- Activity -
All of the data must be retyped exactly, with nothing left out.

- Material provided -
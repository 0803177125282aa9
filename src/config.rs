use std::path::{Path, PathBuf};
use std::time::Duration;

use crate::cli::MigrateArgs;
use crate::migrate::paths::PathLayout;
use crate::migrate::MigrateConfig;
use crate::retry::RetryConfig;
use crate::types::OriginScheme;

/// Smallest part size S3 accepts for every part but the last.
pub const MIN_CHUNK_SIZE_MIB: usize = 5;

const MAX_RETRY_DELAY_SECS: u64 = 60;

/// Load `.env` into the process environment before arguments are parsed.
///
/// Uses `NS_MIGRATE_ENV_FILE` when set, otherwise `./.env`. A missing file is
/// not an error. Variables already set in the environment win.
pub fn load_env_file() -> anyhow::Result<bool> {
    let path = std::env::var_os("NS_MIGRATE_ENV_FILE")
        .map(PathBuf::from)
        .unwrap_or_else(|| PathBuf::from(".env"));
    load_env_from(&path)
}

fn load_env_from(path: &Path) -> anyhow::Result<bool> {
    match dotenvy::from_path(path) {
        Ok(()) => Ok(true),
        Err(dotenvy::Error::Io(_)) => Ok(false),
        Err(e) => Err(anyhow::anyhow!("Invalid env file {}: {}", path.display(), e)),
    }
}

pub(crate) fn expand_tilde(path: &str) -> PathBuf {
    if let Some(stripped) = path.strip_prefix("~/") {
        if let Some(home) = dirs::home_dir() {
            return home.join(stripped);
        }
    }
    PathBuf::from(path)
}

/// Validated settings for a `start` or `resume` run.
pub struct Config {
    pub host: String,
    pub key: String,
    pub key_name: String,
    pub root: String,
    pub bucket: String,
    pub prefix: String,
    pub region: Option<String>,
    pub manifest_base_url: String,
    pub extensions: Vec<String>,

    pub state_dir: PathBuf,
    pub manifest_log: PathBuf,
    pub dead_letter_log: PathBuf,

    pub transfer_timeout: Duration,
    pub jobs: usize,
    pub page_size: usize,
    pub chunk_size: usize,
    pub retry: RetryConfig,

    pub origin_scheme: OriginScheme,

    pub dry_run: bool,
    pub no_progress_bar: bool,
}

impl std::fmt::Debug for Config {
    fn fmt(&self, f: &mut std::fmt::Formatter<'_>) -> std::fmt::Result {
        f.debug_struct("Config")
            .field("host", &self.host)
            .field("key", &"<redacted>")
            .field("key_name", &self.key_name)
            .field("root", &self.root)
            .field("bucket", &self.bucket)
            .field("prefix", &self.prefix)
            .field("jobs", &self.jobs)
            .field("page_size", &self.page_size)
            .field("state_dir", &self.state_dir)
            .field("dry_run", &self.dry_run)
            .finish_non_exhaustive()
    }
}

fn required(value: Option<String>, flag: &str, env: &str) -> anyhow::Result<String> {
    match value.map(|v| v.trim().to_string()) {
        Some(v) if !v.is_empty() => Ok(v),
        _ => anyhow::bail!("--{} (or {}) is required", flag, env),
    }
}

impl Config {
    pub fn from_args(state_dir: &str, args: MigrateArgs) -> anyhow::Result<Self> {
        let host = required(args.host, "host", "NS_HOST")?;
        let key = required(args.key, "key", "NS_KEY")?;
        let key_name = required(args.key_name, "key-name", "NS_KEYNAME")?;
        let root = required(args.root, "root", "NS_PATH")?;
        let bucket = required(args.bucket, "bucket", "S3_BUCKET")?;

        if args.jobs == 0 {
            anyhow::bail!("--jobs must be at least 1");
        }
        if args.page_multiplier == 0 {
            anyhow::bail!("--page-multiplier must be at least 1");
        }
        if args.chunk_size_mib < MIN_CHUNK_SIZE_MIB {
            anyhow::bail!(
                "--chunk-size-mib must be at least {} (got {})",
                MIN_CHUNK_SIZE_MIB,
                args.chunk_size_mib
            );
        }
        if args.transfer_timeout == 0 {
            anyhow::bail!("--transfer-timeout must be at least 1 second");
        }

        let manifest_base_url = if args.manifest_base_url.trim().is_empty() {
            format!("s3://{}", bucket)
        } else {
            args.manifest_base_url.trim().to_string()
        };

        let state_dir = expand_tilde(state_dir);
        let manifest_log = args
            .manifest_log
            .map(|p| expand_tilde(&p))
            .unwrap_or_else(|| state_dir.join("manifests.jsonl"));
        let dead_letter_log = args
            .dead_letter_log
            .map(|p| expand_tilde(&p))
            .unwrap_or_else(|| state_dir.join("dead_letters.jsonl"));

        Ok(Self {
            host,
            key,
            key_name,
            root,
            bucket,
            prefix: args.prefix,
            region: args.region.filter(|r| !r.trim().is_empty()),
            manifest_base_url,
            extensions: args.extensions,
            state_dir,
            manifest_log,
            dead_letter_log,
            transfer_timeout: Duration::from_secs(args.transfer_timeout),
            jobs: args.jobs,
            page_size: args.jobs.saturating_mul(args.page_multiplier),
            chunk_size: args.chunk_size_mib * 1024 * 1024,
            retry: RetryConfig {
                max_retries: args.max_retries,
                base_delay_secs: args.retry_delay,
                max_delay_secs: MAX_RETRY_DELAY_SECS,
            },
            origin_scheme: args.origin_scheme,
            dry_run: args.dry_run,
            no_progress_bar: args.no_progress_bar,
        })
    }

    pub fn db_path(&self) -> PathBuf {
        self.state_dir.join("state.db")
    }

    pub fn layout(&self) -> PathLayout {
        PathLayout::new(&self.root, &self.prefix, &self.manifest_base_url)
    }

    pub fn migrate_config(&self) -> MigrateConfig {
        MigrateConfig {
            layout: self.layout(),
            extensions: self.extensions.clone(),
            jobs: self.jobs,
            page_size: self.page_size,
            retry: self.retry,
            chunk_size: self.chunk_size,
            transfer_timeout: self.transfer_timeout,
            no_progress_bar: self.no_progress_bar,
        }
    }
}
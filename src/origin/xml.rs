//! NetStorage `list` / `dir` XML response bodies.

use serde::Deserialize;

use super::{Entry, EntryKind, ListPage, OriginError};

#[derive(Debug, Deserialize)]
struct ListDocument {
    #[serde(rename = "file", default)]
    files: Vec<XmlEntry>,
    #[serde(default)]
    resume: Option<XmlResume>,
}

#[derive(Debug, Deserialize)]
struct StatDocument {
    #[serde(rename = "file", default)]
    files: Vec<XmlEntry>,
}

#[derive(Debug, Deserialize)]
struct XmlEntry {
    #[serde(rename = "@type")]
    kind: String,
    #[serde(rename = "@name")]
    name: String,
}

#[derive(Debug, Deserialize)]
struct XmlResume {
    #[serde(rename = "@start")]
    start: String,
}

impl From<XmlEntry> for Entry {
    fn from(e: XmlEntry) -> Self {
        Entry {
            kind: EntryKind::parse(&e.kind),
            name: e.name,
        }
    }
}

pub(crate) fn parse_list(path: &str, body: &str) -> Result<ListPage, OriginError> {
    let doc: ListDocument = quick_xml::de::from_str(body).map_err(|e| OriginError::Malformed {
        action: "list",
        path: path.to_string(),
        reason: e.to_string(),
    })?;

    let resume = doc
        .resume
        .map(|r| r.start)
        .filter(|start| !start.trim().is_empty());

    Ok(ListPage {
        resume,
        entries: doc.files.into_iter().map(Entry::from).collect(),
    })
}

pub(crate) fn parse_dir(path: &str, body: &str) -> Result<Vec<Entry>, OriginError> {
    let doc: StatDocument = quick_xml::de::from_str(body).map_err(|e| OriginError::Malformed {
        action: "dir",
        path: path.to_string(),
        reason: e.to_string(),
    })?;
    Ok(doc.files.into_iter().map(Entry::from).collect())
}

- Exercise output -
repository 0803177125282aa9
filename src/config.rs
use std::path::{Path, PathBuf};
use std::time::Duration;

use crate::cli::MigrateArgs;
use crate::migrate::paths::PathLayout;
use crate::migrate::MigrateConfig;
use crate::retry::RetryConfig;
use crate::types::OriginScheme;

/// Smallest part size S3 accepts for every part but the last.
pub const MIN_CHUNK_SIZE_MIB: usize = 5;

const MAX_RETRY_DELAY_SECS: u64 = 60;

/// Load `.env` into the process environment before arguments are parsed.
///
/// Uses `NS_MIGRATE_ENV_FILE` when set, otherwise `./.env`. A missing file is
/// not an error. Variables already set in the environment win.
pub fn load_env_file() -> anyhow::Result<bool> {
    let path = std::env::var_os("NS_MIGRATE_ENV_FILE")
        .map(PathBuf::from)
        .unwrap_or_else(|| PathBuf::from(".env"));
    load_env_from(&path)
}

fn load_env_from(path: &Path) -> anyhow::Result<bool> {
    match dotenvy::from_path(path) {
        Ok(()) => Ok(true),
        Err(dotenvy::Error::Io(_)) => Ok(false),
        Err(e) => Err(anyhow::anyhow!("Invalid env file {}: {}", path.display(), e)),
    }
}

pub(crate) fn expand_tilde(path: &str) -> PathBuf {
    if let Some(stripped) = path.strip_prefix("~/") {
        if let Some(home) = dirs::home_dir() {
            return home.join(stripped);
        }
    }
    PathBuf::from(path)
}

/// Validated settings for a `start` or `resume` run.
pub struct Config {
    pub host: String,
    pub key: String,
    pub key_name: String,
    pub root: String,
    pub bucket: String,
    pub prefix: String,
    pub region: Option<String>,
    pub manifest_base_url: String,
    pub extensions: Vec<String>,

    pub state_dir: PathBuf,
    pub manifest_log: PathBuf,
    pub dead_letter_log: PathBuf,

    pub transfer_timeout: Duration,
    pub jobs: usize,
    pub page_size: usize,
    pub chunk_size: usize,
    pub retry: RetryConfig,

    pub origin_scheme: OriginScheme,

    pub dry_run: bool,
    pub no_progress_bar: bool,
}

impl std::fmt::Debug for Config {
    fn fmt(&self, f: &mut std::fmt::Formatter<'_>) -> std::fmt::Result {
        f.debug_struct("Config")
            .field("host", &self.host)
            .field("key", &"<redacted>")
            .field("key_name", &self.key_name)
            .field("root", &self.root)
            .field("bucket", &self.bucket)
            .field("prefix", &self.prefix)
            .field("jobs", &self.jobs)
            .field("page_size", &self.page_size)
            .field("state_dir", &self.state_dir)
            .field("dry_run", &self.dry_run)
            .finish_non_exhaustive()
    }
}

fn required(value: Option<String>, flag: &str, env: &str) -> anyhow::Result<String> {
    match value.map(|v| v.trim().to_string()) {
        Some(v) if !v.is_empty() => Ok(v),
        _ => anyhow::bail!("--{} (or {}) is required", flag, env),
    }
}

impl Config {
    pub fn from_args(state_dir: &str, args: MigrateArgs) -> anyhow::Result<Self> {
        let host = required(args.host, "host", "NS_HOST")?;
        let key = required(args.key, "key", "NS_KEY")?;
        let key_name = required(args.key_name, "key-name", "NS_KEYNAME")?;
        let root = required(args.root, "root", "NS_PATH")?;
        let bucket = required(args.bucket, "bucket", "S3_BUCKET")?;

        if args.jobs == 0 {
            anyhow::bail!("--jobs must be at least 1");
        }
        if args.page_multiplier == 0 {
            anyhow::bail!("--page-multiplier must be at least 1");
        }
        if args.chunk_size_mib < MIN_CHUNK_SIZE_MIB {
            anyhow::bail!(
                "--chunk-size-mib must be at least {} (got {})",
                MIN_CHUNK_SIZE_MIB,
                args.chunk_size_mib
            );
        }
        if args.transfer_timeout == 0 {
            anyhow::bail!("--transfer-timeout must be at least 1 second");
        }

        let manifest_base_url = if args.manifest_base_url.trim().is_empty() {
            format!("s3://{}", bucket)
        } else {
            args.manifest_base_url.trim().to_string()
        };

        let state_dir = expand_tilde(state_dir);
        let manifest_log = args
            .manifest_log
            .map(|p| expand_tilde(&p))
            .unwrap_or_else(|| state_dir.join("manifests.jsonl"));
        let dead_letter_log = args
            .dead_letter_log
            .map(|p| expand_tilde(&p))
            .unwrap_or_else(|| state_dir.join("dead_letters.jsonl"));

        Ok(Self {
            host,
            key,
            key_name,
            root,
            bucket,
            prefix: args.prefix,
            region: args.region.filter(|r| !r.trim().is_empty()),
            manifest_base_url,
            extensions: args.extensions,
            state_dir,
            manifest_log,
            dead_letter_log,
            transfer_timeout: Duration::from_secs(args.transfer_timeout),
            jobs: args.jobs,
            page_size: args.jobs.saturating_mul(args.page_multiplier),
            chunk_size: args.chunk_size_mib * 1024 * 1024,
            retry: RetryConfig {
                max_retries: args.max_retries,
                base_delay_secs: args.retry_delay,
                max_delay_secs: MAX_RETRY_DELAY_SECS,
            },
            origin_scheme: args.origin_scheme,
            dry_run: args.dry_run,
            no_progress_bar: args.no_progress_bar,
        })
    }

    pub fn db_path(&self) -> PathBuf {
        self.state_dir.join("state.db")
    }

    pub fn layout(&self) -> PathLayout {
        PathLayout::new(&self.root, &self.prefix, &self.manifest_base_url)
    }

    pub fn migrate_config(&self) -> MigrateConfig {
        MigrateConfig {
            layout: self.layout(),
            extensions: self.extensions.clone(),
            jobs: self.jobs,
            page_size: self.page_size,
            retry: self.retry,
            chunk_size: self.chunk_size,
            transfer_timeout: self.transfer_timeout,
            no_progress_bar: self.no_progress_bar,
        }
    }
}
filename src/origin/xml.rs
//! NetStorage `list` / `dir` XML response bodies.

use serde::Deserialize;

use super::{Entry, EntryKind, ListPage, OriginError};

#[derive(Debug, Deserialize)]
struct ListDocument {
    #[serde(rename = "file", default)]
    files: Vec<XmlEntry>,
    #[serde(default)]
    resume: Option<XmlResume>,
}

#[derive(Debug, Deserialize)]
struct StatDocument {
    #[serde(rename = "file", default)]
    files: Vec<XmlEntry>,
}

#[derive(Debug, Deserialize)]
struct XmlEntry {
    #[serde(rename = "@type")]
    kind: String,
    #[serde(rename = "@name")]
    name: String,
}

#[derive(Debug, Deserialize)]
struct XmlResume {
    #[serde(rename = "@start")]
    start: String,
}

impl From<XmlEntry> for Entry {
    fn from(e: XmlEntry) -> Self {
        Entry {
            kind: EntryKind::parse(&e.kind),
            name: e.name,
        }
    }
}

pub(crate) fn parse_list(path: &str, body: &str) -> Result<ListPage, OriginError> {
    let doc: ListDocument = quick_xml::de::from_str(body).map_err(|e| OriginError::Malformed {
        action: "list",
        path: path.to_string(),
        reason: e.to_string(),
    })?;

    let resume = doc
        .resume
        .map(|r| r.start)
        .filter(|start| !start.trim().is_empty());

    Ok(ListPage {
        resume,
        entries: doc.files.into_iter().map(Entry::from).collect(),
    })
}

pub(crate) fn parse_dir(path: &str, body: &str) -> Result<Vec<Entry>, OriginError> {
    let doc: StatDocument = quick_xml::de::from_str(body).map_err(|e| OriginError::Malformed {
        action: "dir",
        path: path.to_string(),
        reason: e.to_string(),
    })?;
    Ok(doc.files.into_iter().map(Entry::from).collect())
}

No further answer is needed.